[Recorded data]
________

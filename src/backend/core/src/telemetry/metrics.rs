//! Prometheus metrics for bundle synchronization.
//!
//! Metrics are recorded through the `metrics` facade everywhere; only the
//! central binary installs a Prometheus recorder. Without a recorder every
//! call is a no-op, so the agent and tests pay nothing.
//!
//! # Example
//!
//! ```rust,no_run
//! use hubsync_core::telemetry::metrics::{init_metrics, MetricsConfig, MetricsRegistry};
//!
//! init_metrics(&MetricsConfig::default(), "hubsync-central").expect("metrics");
//! let text = MetricsRegistry::global().render();
//! ```

use metrics::{counter, describe_counter, describe_gauge, describe_histogram, gauge, histogram};
use metrics_exporter_prometheus::{PrometheusBuilder, PrometheusHandle};
use serde::{Deserialize, Serialize};
use std::collections::HashMap;
use std::sync::OnceLock;
use std::time::Duration;

use crate::bundle::BundleKey;

/// Global metrics registry.
static METRICS_REGISTRY: OnceLock<MetricsRegistry> = OnceLock::new();

/// Metrics configuration.
#[derive(Debug, Clone, Serialize, Deserialize)]
pub struct MetricsConfig {
    /// Whether metrics collection is enabled
    #[serde(default = "default_metrics_enabled")]
    pub enabled: bool,

    /// Histogram buckets for publish durations (in seconds)
    #[serde(default = "default_duration_buckets")]
    pub duration_buckets: Vec<f64>,

    /// Global labels to add to all metrics
    #[serde(default)]
    pub global_labels: HashMap<String, String>,
}

impl Default for MetricsConfig {
    fn default() -> Self {
        Self {
            enabled: default_metrics_enabled(),
            duration_buckets: default_duration_buckets(),
            global_labels: HashMap::new(),
        }
    }
}

fn default_metrics_enabled() -> bool {
    true
}

fn default_duration_buckets() -> Vec<f64> {
    vec![0.001, 0.005, 0.01, 0.025, 0.05, 0.1, 0.25, 0.5, 1.0, 2.5, 5.0, 10.0]
}

/// Central metrics registry.
pub struct MetricsRegistry {
    prometheus_handle: Option<PrometheusHandle>,
}

impl std::fmt::Debug for MetricsRegistry {
    fn fmt(&self, f: &mut std::fmt::Formatter<'_>) -> std::fmt::Result {
        f.debug_struct("MetricsRegistry")
            .field("prometheus_handle", &self.prometheus_handle.is_some())
            .finish()
    }
}

impl MetricsRegistry {
    /// Get the global metrics registry.
    ///
    /// Before [`init_metrics`] ran this is an empty registry that renders nothing.
    pub fn global() -> &'static MetricsRegistry {
        METRICS_REGISTRY.get_or_init(|| MetricsRegistry {
            prometheus_handle: None,
        })
    }

    pub fn is_enabled(&self) -> bool {
        self.prometheus_handle.is_some()
    }

    /// Render all metrics in Prometheus text format.
    pub fn render(&self) -> String {
        self.prometheus_handle
            .as_ref()
            .map(|h| h.render())
            .unwrap_or_default()
    }
}

/// Install the Prometheus recorder and publish its handle globally.
///
/// Only the first successful call takes effect; the recorder is process-wide.
pub fn init_metrics(config: &MetricsConfig, service_name: &str) -> anyhow::Result<&'static MetricsRegistry> {
    if !config.enabled {
        return Ok(MetricsRegistry::global());
    }

    let mut builder = PrometheusBuilder::new()
        .add_global_label("service", service_name)
        .set_buckets(&config.duration_buckets)?;
    for (key, value) in &config.global_labels {
        builder = builder.add_global_label(key, value);
    }

    let handle = builder.install_recorder()?;
    register_metric_descriptions();

    if METRICS_REGISTRY
        .set(MetricsRegistry {
            prometheus_handle: Some(handle),
        })
        .is_err()
    {
        tracing::warn!("Metrics registry was read before initialization; /metrics will be empty");
    }

    tracing::info!(service_name = %service_name, "Metrics initialized");
    Ok(MetricsRegistry::global())
}

fn register_metric_descriptions() {
    describe_counter!(
        "hubsync_bundles_emitted_total",
        "Bundle snapshots accepted by a transport"
    );
    describe_counter!(
        "hubsync_publish_failures_total",
        "Bundle publishes that failed after transport retries"
    );
    describe_histogram!(
        "hubsync_publish_duration_seconds",
        "Time spent publishing one bundle snapshot"
    );
    describe_counter!(
        "hubsync_bundles_ingested_total",
        "Bundles received by the conflator, by decision"
    );
    describe_counter!("hubsync_errors_total", "Errors raised, by code");
    describe_gauge!(
        "hubsync_tracked_keys",
        "Number of (leaf hub, category) keys the conflator tracks"
    );
}

/// Synchronization metrics shared by the agent and the central side.
pub struct SyncMetrics;

impl SyncMetrics {
    /// Record a successful publish.
    pub fn record_emitted(key: &BundleKey, transport: &str, duration: Duration) {
        counter!(
            "hubsync_bundles_emitted_total",
            "category" => key.category.as_str(),
            "transport" => transport.to_string(),
        )
        .increment(1);

        histogram!(
            "hubsync_publish_duration_seconds",
            "transport" => transport.to_string(),
        )
        .record(duration.as_secs_f64());
    }

    /// Record a publish that ultimately failed.
    pub fn record_publish_failure(key: &BundleKey, transport: &str) {
        counter!(
            "hubsync_publish_failures_total",
            "category" => key.category.as_str(),
            "transport" => transport.to_string(),
        )
        .increment(1);
    }

    /// Record a conflator decision.
    pub fn record_ingest(key: &BundleKey, decision: &'static str) {
        counter!(
            "hubsync_bundles_ingested_total",
            "category" => key.category.as_str(),
            "decision" => decision,
        )
        .increment(1);
    }

    pub fn set_tracked_keys(count: usize) {
        gauge!("hubsync_tracked_keys").set(count as f64);
    }
}

#[cfg(test)]
mod tests {
    use super::*;
    use crate::bundle::BundleCategory;

    #[test]
    fn test_metrics_config_defaults() {
        let config = MetricsConfig::default();
        assert!(config.enabled);
        assert!(!config.duration_buckets.is_empty());
    }

    #[test]
    fn test_recording_without_recorder_is_noop() {
        let key = BundleKey::new("hub1", BundleCategory::Policies);
        SyncMetrics::record_emitted(&key, "channel", Duration::from_millis(3));
        SyncMetrics::record_publish_failure(&key, "channel");
        SyncMetrics::record_ingest(&key, "applied");
        SyncMetrics::set_tracked_keys(1);
    }

    #[test]
    fn test_registry_without_recorder_renders_nothing() {
        let registry = MetricsRegistry {
            prometheus_handle: None,
        };
        assert!(!registry.is_enabled());
        assert!(registry.render().is_empty());
    }
}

________

Every entry is to be restated exactly, with no line dropped.

filename src/backend/core/src/telemetry/metrics.rs
//! Prometheus metrics for bundle synchronization.
//!
//! Metrics are recorded through the `metrics` facade everywhere; only the
//! central binary installs a Prometheus recorder. Without a recorder every
//! call is a no-op, so the agent and tests pay nothing.
//!
//! # Example
//!
//! ```rust,no_run
//! use hubsync_core::telemetry::metrics::{init_metrics, MetricsConfig, MetricsRegistry};
//!
//! init_metrics(&MetricsConfig::default(), "hubsync-central").expect("metrics");
//! let text = MetricsRegistry::global().render();
//! ```

use metrics::{counter, describe_counter, describe_gauge, describe_histogram, gauge, histogram};
use metrics_exporter_prometheus::{PrometheusBuilder, PrometheusHandle};
use serde::{Deserialize, Serialize};
use std::collections::HashMap;
use std::sync::OnceLock;
use std::time::Duration;

use crate::bundle::BundleKey;

/// Global metrics registry.
static METRICS_REGISTRY: OnceLock<MetricsRegistry> = OnceLock::new();

/// Metrics configuration.
#[derive(Debug, Clone, Serialize, Deserialize)]
pub struct MetricsConfig {
    /// Whether metrics collection is enabled
    #[serde(default = "default_metrics_enabled")]
    pub enabled: bool,

    /// Histogram buckets for publish durations (in seconds)
    #[serde(default = "default_duration_buckets")]
    pub duration_buckets: Vec<f64>,

    /// Global labels to add to all metrics
    #[serde(default)]
    pub global_labels: HashMap<String, String>,
}

impl Default for MetricsConfig {
    fn default() -> Self {
        Self {
            enabled: default_metrics_enabled(),
            duration_buckets: default_duration_buckets(),
            global_labels: HashMap::new(),
        }
    }
}

fn default_metrics_enabled() -> bool {
    true
}

fn default_duration_buckets() -> Vec<f64> {
    vec![0.001, 0.005, 0.01, 0.025, 0.05, 0.1, 0.25, 0.5, 1.0, 2.5, 5.0, 10.0]
}

/// Central metrics registry.
pub struct MetricsRegistry {
    prometheus_handle: Option<PrometheusHandle>,
}

impl std::fmt::Debug for MetricsRegistry {
    fn fmt(&self, f: &mut std::fmt::Formatter<'_>) -> std::fmt::Result {
        f.debug_struct("MetricsRegistry")
            .field("prometheus_handle", &self.prometheus_handle.is_some())
            .finish()
    }
}

impl MetricsRegistry {
    /// Get the global metrics registry.
    ///
    /// Before [`init_metrics`] ran this is an empty registry that renders nothing.
    pub fn global() -> &'static MetricsRegistry {
        METRICS_REGISTRY.get_or_init(|| MetricsRegistry {
            prometheus_handle: None,
        })
    }

    pub fn is_enabled(&self) -> bool {
        self.prometheus_handle.is_some()
    }

    /// Render all metrics in Prometheus text format.
    pub fn render(&self) -> String {
        self.prometheus_handle
            .as_ref()
            .map(|h| h.render())
            .unwrap_or_default()
    }
}

/// Install the Prometheus recorder and publish its handle globally.
///
/// Only the first successful call takes effect; the recorder is process-wide.
pub fn init_metrics(config: &MetricsConfig, service_name: &str) -> anyhow::Result<&'static MetricsRegistry> {
    if !config.enabled {
        return Ok(MetricsRegistry::global());
    }

    let mut builder = PrometheusBuilder::new()
        .add_global_label("service", service_name)
        .set_buckets(&config.duration_buckets)?;
    for (key, value) in &config.global_labels {
        builder = builder.add_global_label(key, value);
    }

    let handle = builder.install_recorder()?;
    register_metric_descriptions();

    if METRICS_REGISTRY
        .set(MetricsRegistry {
            prometheus_handle: Some(handle),
        })
        .is_err()
    {
        tracing::warn!("Metrics registry was read before initialization; /metrics will be empty");
    }

    tracing::info!(service_name = %service_name, "Metrics initialized");
    Ok(MetricsRegistry::global())
}

fn register_metric_descriptions() {
    describe_counter!(
        "hubsync_bundles_emitted_total",
        "Bundle snapshots accepted by a transport"
    );
    describe_counter!(
        "hubsync_publish_failures_total",
        "Bundle publishes that failed after transport retries"
    );
    describe_histogram!(
        "hubsync_publish_duration_seconds",
        "Time spent publishing one bundle snapshot"
    );
    describe_counter!(
        "hubsync_bundles_ingested_total",
        "Bundles received by the conflator, by decision"
    );
    describe_counter!("hubsync_errors_total", "Errors raised, by code");
    describe_gauge!(
        "hubsync_tracked_keys",
        "Number of (leaf hub, category) keys the conflator tracks"
    );
}

/// Synchronization metrics shared by the agent and the central side.
pub struct SyncMetrics;

impl SyncMetrics {
    /// Record a successful publish.
    pub fn record_emitted(key: &BundleKey, transport: &str, duration: Duration) {
        counter!(
            "hubsync_bundles_emitted_total",
            "category" => key.category.as_str(),
            "transport" => transport.to_string(),
        )
        .increment(1);

        histogram!(
            "hubsync_publish_duration_seconds",
            "transport" => transport.to_string(),
        )
        .record(duration.as_secs_f64());
    }

    /// Record a publish that ultimately failed.
    pub fn record_publish_failure(key: &BundleKey, transport: &str) {
        counter!(
            "hubsync_publish_failures_total",
            "category" => key.category.as_str(),
            "transport" => transport.to_string(),
        )
        .increment(1);
    }

    /// Record a conflator decision.
    pub fn record_ingest(key: &BundleKey, decision: &'static str) {
        counter!(
            "hubsync_bundles_ingested_total",
            "category" => key.category.as_str(),
            "decision" => decision,
        )
        .increment(1);
    }

    pub fn set_tracked_keys(count: usize) {
        gauge!("hubsync_tracked_keys").set(count as f64);
    }
}

#[cfg(test)]
mod tests {
    use super::*;
    use crate::bundle::BundleCategory;

    #[test]
    fn test_metrics_config_defaults() {
        let config = MetricsConfig::default();
        assert!(config.enabled);
        assert!(!config.duration_buckets.is_empty());
    }

    #[test]
    fn test_recording_without_recorder_is_noop() {
        let key = BundleKey::new("hub1", BundleCategory::Policies);
        SyncMetrics::record_emitted(&key, "channel", Duration::from_millis(3));
        SyncMetrics::record_publish_failure(&key, "channel");
        SyncMetrics::record_ingest(&key, "applied");
        SyncMetrics::set_tracked_keys(1);
    }

    #[test]
    fn test_registry_without_recorder_renders_nothing() {
        let registry = MetricsRegistry {
            prometheus_handle: None,
        };
        assert!(!registry.is_enabled());
        assert!(registry.render().is_empty());
    }
}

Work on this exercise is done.